What is the best buttercream in the world? ›

Swiss meringue buttercream is a favorite among many cake decorators because of its smooth finish on the outside cakes and its ability to hold piping detail.

What buttercream holds up best? ›

Because Italian buttercream is made with Italian meringue, it's a lot lighter in color than most buttercreams and it looks almost white against a dark chocolate cake. It also holds up pretty well in warmer temperatures, so if you're planning a summer party outside, this is your go-to buttercream.

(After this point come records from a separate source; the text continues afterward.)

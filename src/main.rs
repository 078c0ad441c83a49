use std::{net::SocketAddr, sync::Arc};

use tokio::net::TcpListener;
use virtual_gallery::{
    AppState, build_router,
    config::Config,
    db::Database,
    error::Result,
    services::auth::JwtService,
    utils::server::{init_tracing, shutdown_signal},
};

#[tokio::main]
async fn main() -> Result<()> {
    init_tracing()?;

    let config = Config::from_env()?;
    config.validate()?;
    tracing::info!("Configuration loaded");

    let db = Database::init_db(&config.database).await?;
    tracing::info!("Database initialized");

    db.run_migrations().await?;
    tracing::info!("Migrations completed");

    let jwt_service = JwtService::new(&config.jwt);
    tracing::info!("JWT service initialized");

    let state = AppState {
        config: Arc::new(config.clone()),
        db: Arc::new(db),
        jwt_service: Arc::new(jwt_service),
    };

    let app = build_router(state);

    let server_addr = format!("{}:{}", config.server.host, config.server.port);

    let listener = TcpListener::bind(server_addr).await?;
    tracing::info!("Server listening on {}", listener.local_addr()?);

    axum::serve(
        listener,
        app.into_make_service_with_connect_info::<SocketAddr>(),
    )
    .with_graceful_shutdown(shutdown_signal())
    .await?;
    tracing::info!("Server shutdown complete");

    Ok(())
}
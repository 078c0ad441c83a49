use sea_orm::entity::prelude::*;
use serde::{Deserialize, Serialize};

#[derive(Clone, Debug, PartialEq, DeriveEntityModel)]
#[sea_orm(table_name = "payments")]
pub struct Model {
    #[sea_orm(primary_key, auto_increment = false)]
    pub id: Uuid,

    #[sea_orm(unique, indexed)]
    pub order_id: Uuid,

    pub method: PaymentMethod,

    pub status: PaymentStatus,

    pub amount_cents: i64,

    #[sea_orm(unique, nullable)]
    pub reference: Option<String>,

    pub paid_at: DateTimeUtc,
}

#[derive(Clone, Copy, Debug, Default, EnumIter, DeriveActiveEnum, PartialEq, Serialize, Deserialize)]
#[sea_orm(rs_type = "String", db_type = "String(StringLen::None)")]
#[serde(rename_all = "snake_case")]
pub enum PaymentMethod {
    #[default]
    #[sea_orm(string_value = "card")]
    Card,

    #[sea_orm(string_value = "transfer")]
    Transfer,

    #[sea_orm(string_value = "cash")]
    Cash,

    #[sea_orm(string_value = "paypal")]
    Paypal,
}

#[derive(Clone, Copy, Debug, Default, EnumIter, DeriveActiveEnum, PartialEq, Serialize, Deserialize)]
#[sea_orm(rs_type = "String", db_type = "String(StringLen::None)")]
#[serde(rename_all = "snake_case")]
pub enum PaymentStatus {
    #[default]
    #[sea_orm(string_value = "pending")]
    Pending,

    #[sea_orm(string_value = "success")]
    Success,

    #[sea_orm(string_value = "failed")]
    Failed,

    #[sea_orm(string_value = "cancelled")]
    Cancelled,
}

#[derive(Copy, Clone, Debug, EnumIter, DeriveRelation)]
pub enum Relation {
    #[sea_orm(
        belongs_to = "super::order::Entity",
        from = "Column::OrderId",
        to = "super::order::Column::Id"
    )]
    Order,
}

impl Related<super::order::Entity> for Entity {
    fn to() -> RelationDef {
        Relation::Order.def()
    }
}

impl ActiveModelBehavior for ActiveModel {}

What happens if you don't refrigerate buttercream frosting? ›

In general, American buttercream can last for days out of the fridge but can be refrigerated to prolong freshness. Other buttercreams that contain eggs, whipped cream, or cream cheese, should not be left at room temperature for long periods of time.

What kind of frosting doesn't need to be refrigerated? ›

American buttercream recipes (made from whipped butter, heavy cream, and confectioner's sugar) are technically not shelf stable, but they can be kept at room temperature in an airtight container.

Does chocolate cake with frosting need to be refrigerated? ›

Should You Refrigerate Cake? You should avoid refrigeration in most cases. Unless your cake features perishable materials that could spoil—like cream frosting, fresh fruit, ice cream, mascarpone, or whipped cream—it's actually better off at room temperature.

Do I need to refrigerate cupcakes with buttercream frosting? ›

The good news for such events is that buttercream cupcakes can stay out at room temperature for two days. You should only turn to the fridge if you've used frosting with dairy or eggs, and this is for food safety reasons. In fact, it's actually not a good idea to refrigerate frosted cupcakes.